» **Problem requirements**: Output everything in the listing exactly, with no line missing.

———

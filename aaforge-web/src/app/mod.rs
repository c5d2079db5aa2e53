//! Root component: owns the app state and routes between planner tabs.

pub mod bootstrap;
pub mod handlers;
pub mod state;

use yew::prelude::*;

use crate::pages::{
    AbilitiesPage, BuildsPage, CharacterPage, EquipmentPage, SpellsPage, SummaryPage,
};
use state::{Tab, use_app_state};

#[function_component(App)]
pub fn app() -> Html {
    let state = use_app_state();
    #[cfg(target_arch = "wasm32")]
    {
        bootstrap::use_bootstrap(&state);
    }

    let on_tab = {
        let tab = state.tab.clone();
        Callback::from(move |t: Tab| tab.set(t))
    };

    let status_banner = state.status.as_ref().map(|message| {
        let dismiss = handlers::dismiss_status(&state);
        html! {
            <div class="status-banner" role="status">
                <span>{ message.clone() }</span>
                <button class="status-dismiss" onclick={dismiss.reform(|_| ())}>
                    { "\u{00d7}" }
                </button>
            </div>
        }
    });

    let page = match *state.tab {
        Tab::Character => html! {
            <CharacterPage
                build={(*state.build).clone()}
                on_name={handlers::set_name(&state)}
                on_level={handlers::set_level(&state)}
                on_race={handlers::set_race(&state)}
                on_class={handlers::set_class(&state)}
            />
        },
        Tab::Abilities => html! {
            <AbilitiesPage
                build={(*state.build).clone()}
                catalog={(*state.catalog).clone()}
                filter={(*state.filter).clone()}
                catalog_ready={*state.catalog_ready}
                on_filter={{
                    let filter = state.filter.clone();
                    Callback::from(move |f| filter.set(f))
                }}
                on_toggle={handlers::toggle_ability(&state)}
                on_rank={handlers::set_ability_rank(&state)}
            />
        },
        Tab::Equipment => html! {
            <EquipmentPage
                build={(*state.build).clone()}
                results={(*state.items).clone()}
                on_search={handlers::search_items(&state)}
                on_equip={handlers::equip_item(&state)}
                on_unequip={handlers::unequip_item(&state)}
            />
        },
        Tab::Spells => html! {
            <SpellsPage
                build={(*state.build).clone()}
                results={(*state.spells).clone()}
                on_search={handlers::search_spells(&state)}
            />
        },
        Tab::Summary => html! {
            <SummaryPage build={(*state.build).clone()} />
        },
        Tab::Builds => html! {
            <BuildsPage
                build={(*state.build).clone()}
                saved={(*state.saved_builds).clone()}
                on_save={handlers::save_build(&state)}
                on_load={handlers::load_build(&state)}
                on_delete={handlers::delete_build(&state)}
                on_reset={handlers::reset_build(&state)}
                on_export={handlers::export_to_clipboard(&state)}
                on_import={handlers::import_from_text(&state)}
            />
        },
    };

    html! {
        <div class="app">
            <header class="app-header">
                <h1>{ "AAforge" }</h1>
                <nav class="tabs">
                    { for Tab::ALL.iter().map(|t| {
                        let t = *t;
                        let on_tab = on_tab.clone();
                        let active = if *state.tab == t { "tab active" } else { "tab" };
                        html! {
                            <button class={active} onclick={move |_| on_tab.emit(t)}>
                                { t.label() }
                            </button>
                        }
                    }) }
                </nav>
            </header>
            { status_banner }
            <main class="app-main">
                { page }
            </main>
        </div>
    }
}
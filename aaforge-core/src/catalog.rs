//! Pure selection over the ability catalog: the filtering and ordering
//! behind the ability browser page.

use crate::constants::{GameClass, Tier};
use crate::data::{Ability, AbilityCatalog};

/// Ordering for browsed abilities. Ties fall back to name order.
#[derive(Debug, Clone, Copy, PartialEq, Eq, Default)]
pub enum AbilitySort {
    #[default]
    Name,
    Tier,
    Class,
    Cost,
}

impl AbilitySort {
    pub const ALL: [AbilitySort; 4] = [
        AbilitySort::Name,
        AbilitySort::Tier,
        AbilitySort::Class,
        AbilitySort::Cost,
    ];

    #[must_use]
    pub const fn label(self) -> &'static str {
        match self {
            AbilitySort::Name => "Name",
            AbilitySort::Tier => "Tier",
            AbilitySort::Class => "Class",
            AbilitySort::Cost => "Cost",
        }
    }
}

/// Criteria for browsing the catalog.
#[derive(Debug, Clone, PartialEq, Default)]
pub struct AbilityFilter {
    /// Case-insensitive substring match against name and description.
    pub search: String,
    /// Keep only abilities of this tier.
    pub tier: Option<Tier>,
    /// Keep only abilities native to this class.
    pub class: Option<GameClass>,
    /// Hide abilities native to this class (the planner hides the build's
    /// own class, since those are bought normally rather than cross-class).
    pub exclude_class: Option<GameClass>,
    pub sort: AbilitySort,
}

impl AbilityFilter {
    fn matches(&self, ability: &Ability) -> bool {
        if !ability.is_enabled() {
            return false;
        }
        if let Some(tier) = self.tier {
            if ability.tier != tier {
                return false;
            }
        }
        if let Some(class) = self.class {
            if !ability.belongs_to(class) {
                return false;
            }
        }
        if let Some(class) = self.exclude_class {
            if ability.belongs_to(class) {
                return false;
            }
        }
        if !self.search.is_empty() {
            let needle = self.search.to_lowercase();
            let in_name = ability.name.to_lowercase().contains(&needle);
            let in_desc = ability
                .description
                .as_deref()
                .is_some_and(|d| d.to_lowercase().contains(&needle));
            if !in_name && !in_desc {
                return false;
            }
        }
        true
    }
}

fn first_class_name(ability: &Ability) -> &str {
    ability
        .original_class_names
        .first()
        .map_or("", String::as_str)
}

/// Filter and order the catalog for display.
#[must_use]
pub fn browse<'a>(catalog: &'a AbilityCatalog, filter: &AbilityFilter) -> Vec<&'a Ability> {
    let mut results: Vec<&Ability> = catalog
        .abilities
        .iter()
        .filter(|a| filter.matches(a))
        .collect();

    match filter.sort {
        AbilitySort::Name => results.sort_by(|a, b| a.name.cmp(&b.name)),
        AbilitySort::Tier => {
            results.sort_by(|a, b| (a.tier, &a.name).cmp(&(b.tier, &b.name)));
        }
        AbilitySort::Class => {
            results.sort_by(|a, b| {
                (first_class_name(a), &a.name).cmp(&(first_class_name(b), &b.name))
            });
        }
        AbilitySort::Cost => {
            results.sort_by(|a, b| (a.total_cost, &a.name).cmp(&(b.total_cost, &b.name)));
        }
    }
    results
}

———

» **Answer below**:
filename aaforge-web/src/app/mod.rs
repository c5d2079db5aa2e53
//! Root component: owns the app state and routes between planner tabs.

pub mod bootstrap;
pub mod handlers;
pub mod state;

use yew::prelude::*;

use crate::pages::{
    AbilitiesPage, BuildsPage, CharacterPage, EquipmentPage, SpellsPage, SummaryPage,
};
use state::{Tab, use_app_state};

#[function_component(App)]
pub fn app() -> Html {
    let state = use_app_state();
    #[cfg(target_arch = "wasm32")]
    {
        bootstrap::use_bootstrap(&state);
    }

    let on_tab = {
        let tab = state.tab.clone();
        Callback::from(move |t: Tab| tab.set(t))
    };

    let status_banner = state.status.as_ref().map(|message| {
        let dismiss = handlers::dismiss_status(&state);
        html! {
            <div class="status-banner" role="status">
                <span>{ message.clone() }</span>
                <button class="status-dismiss" onclick={dismiss.reform(|_| ())}>
                    { "\u{00d7}" }
                </button>
            </div>
        }
    });

    let page = match *state.tab {
        Tab::Character => html! {
            <CharacterPage
                build={(*state.build).clone()}
                on_name={handlers::set_name(&state)}
                on_level={handlers::set_level(&state)}
                on_race={handlers::set_race(&state)}
                on_class={handlers::set_class(&state)}
            />
        },
        Tab::Abilities => html! {
            <AbilitiesPage
                build={(*state.build).clone()}
                catalog={(*state.catalog).clone()}
                filter={(*state.filter).clone()}
                catalog_ready={*state.catalog_ready}
                on_filter={{
                    let filter = state.filter.clone();
                    Callback::from(move |f| filter.set(f))
                }}
                on_toggle={handlers::toggle_ability(&state)}
                on_rank={handlers::set_ability_rank(&state)}
            />
        },
        Tab::Equipment => html! {
            <EquipmentPage
                build={(*state.build).clone()}
                results={(*state.items).clone()}
                on_search={handlers::search_items(&state)}
                on_equip={handlers::equip_item(&state)}
                on_unequip={handlers::unequip_item(&state)}
            />
        },
        Tab::Spells => html! {
            <SpellsPage
                build={(*state.build).clone()}
                results={(*state.spells).clone()}
                on_search={handlers::search_spells(&state)}
            />
        },
        Tab::Summary => html! {
            <SummaryPage build={(*state.build).clone()} />
        },
        Tab::Builds => html! {
            <BuildsPage
                build={(*state.build).clone()}
                saved={(*state.saved_builds).clone()}
                on_save={handlers::save_build(&state)}
                on_load={handlers::load_build(&state)}
                on_delete={handlers::delete_build(&state)}
                on_reset={handlers::reset_build(&state)}
                on_export={handlers::export_to_clipboard(&state)}
                on_import={handlers::import_from_text(&state)}
            />
        },
    };

    html! {
        <div class="app">
            <header class="app-header">
                <h1>{ "AAforge" }</h1>
                <nav class="tabs">
                    { for Tab::ALL.iter().map(|t| {
                        let t = *t;
                        let on_tab = on_tab.clone();
                        let active = if *state.tab == t { "tab active" } else { "tab" };
                        html! {
                            <button class={active} onclick={move |_| on_tab.emit(t)}>
                                { t.label() }
                            </button>
                        }
                    }) }
                </nav>
            </header>
            { status_banner }
            <main class="app-main">
                { page }
            </main>
        </div>
    }
}
filename aaforge-core/src/catalog.rs
//! Pure selection over the ability catalog: the filtering and ordering
//! behind the ability browser page.

use crate::constants::{GameClass, Tier};
use crate::data::{Ability, AbilityCatalog};

/// Ordering for browsed abilities. Ties fall back to name order.
#[derive(Debug, Clone, Copy, PartialEq, Eq, Default)]
pub enum AbilitySort {
    #[default]
    Name,
    Tier,
    Class,
    Cost,
}

impl AbilitySort {
    pub const ALL: [AbilitySort; 4] = [
        AbilitySort::Name,
        AbilitySort::Tier,
        AbilitySort::Class,
        AbilitySort::Cost,
    ];

    #[must_use]
    pub const fn label(self) -> &'static str {
        match self {
            AbilitySort::Name => "Name",
            AbilitySort::Tier => "Tier",
            AbilitySort::Class => "Class",
            AbilitySort::Cost => "Cost",
        }
    }
}

/// Criteria for browsing the catalog.
#[derive(Debug, Clone, PartialEq, Default)]
pub struct AbilityFilter {
    /// Case-insensitive substring match against name and description.
    pub search: String,
    /// Keep only abilities of this tier.
    pub tier: Option<Tier>,
    /// Keep only abilities native to this class.
    pub class: Option<GameClass>,
    /// Hide abilities native to this class (the planner hides the build's
    /// own class, since those are bought normally rather than cross-class).
    pub exclude_class: Option<GameClass>,
    pub sort: AbilitySort,
}

impl AbilityFilter {
    fn matches(&self, ability: &Ability) -> bool {
        if !ability.is_enabled() {
            return false;
        }
        if let Some(tier) = self.tier {
            if ability.tier != tier {
                return false;
            }
        }
        if let Some(class) = self.class {
            if !ability.belongs_to(class) {
                return false;
            }
        }
        if let Some(class) = self.exclude_class {
            if ability.belongs_to(class) {
                return false;
            }
        }
        if !self.search.is_empty() {
            let needle = self.search.to_lowercase();
            let in_name = ability.name.to_lowercase().contains(&needle);
            let in_desc = ability
                .description
                .as_deref()
                .is_some_and(|d| d.to_lowercase().contains(&needle));
            if !in_name && !in_desc {
                return false;
            }
        }
        true
    }
}

fn first_class_name(ability: &Ability) -> &str {
    ability
        .original_class_names
        .first()
        .map_or("", String::as_str)
}

/// Filter and order the catalog for display.
#[must_use]
pub fn browse<'a>(catalog: &'a AbilityCatalog, filter: &AbilityFilter) -> Vec<&'a Ability> {
    let mut results: Vec<&Ability> = catalog
        .abilities
        .iter()
        .filter(|a| filter.matches(a))
        .collect();

    match filter.sort {
        AbilitySort::Name => results.sort_by(|a, b| a.name.cmp(&b.name)),
        AbilitySort::Tier => {
            results.sort_by(|a, b| (a.tier, &a.name).cmp(&(b.tier, &b.name)));
        }
        AbilitySort::Class => {
            results.sort_by(|a, b| {
                (first_class_name(a), &a.name).cmp(&(first_class_name(b), &b.name))
            });
        }
        AbilitySort::Cost => {
            results.sort_by(|a, b| (a.total_cost, &a.name).cmp(&(b.total_cost, &b.name)));
        }
    }
    results
}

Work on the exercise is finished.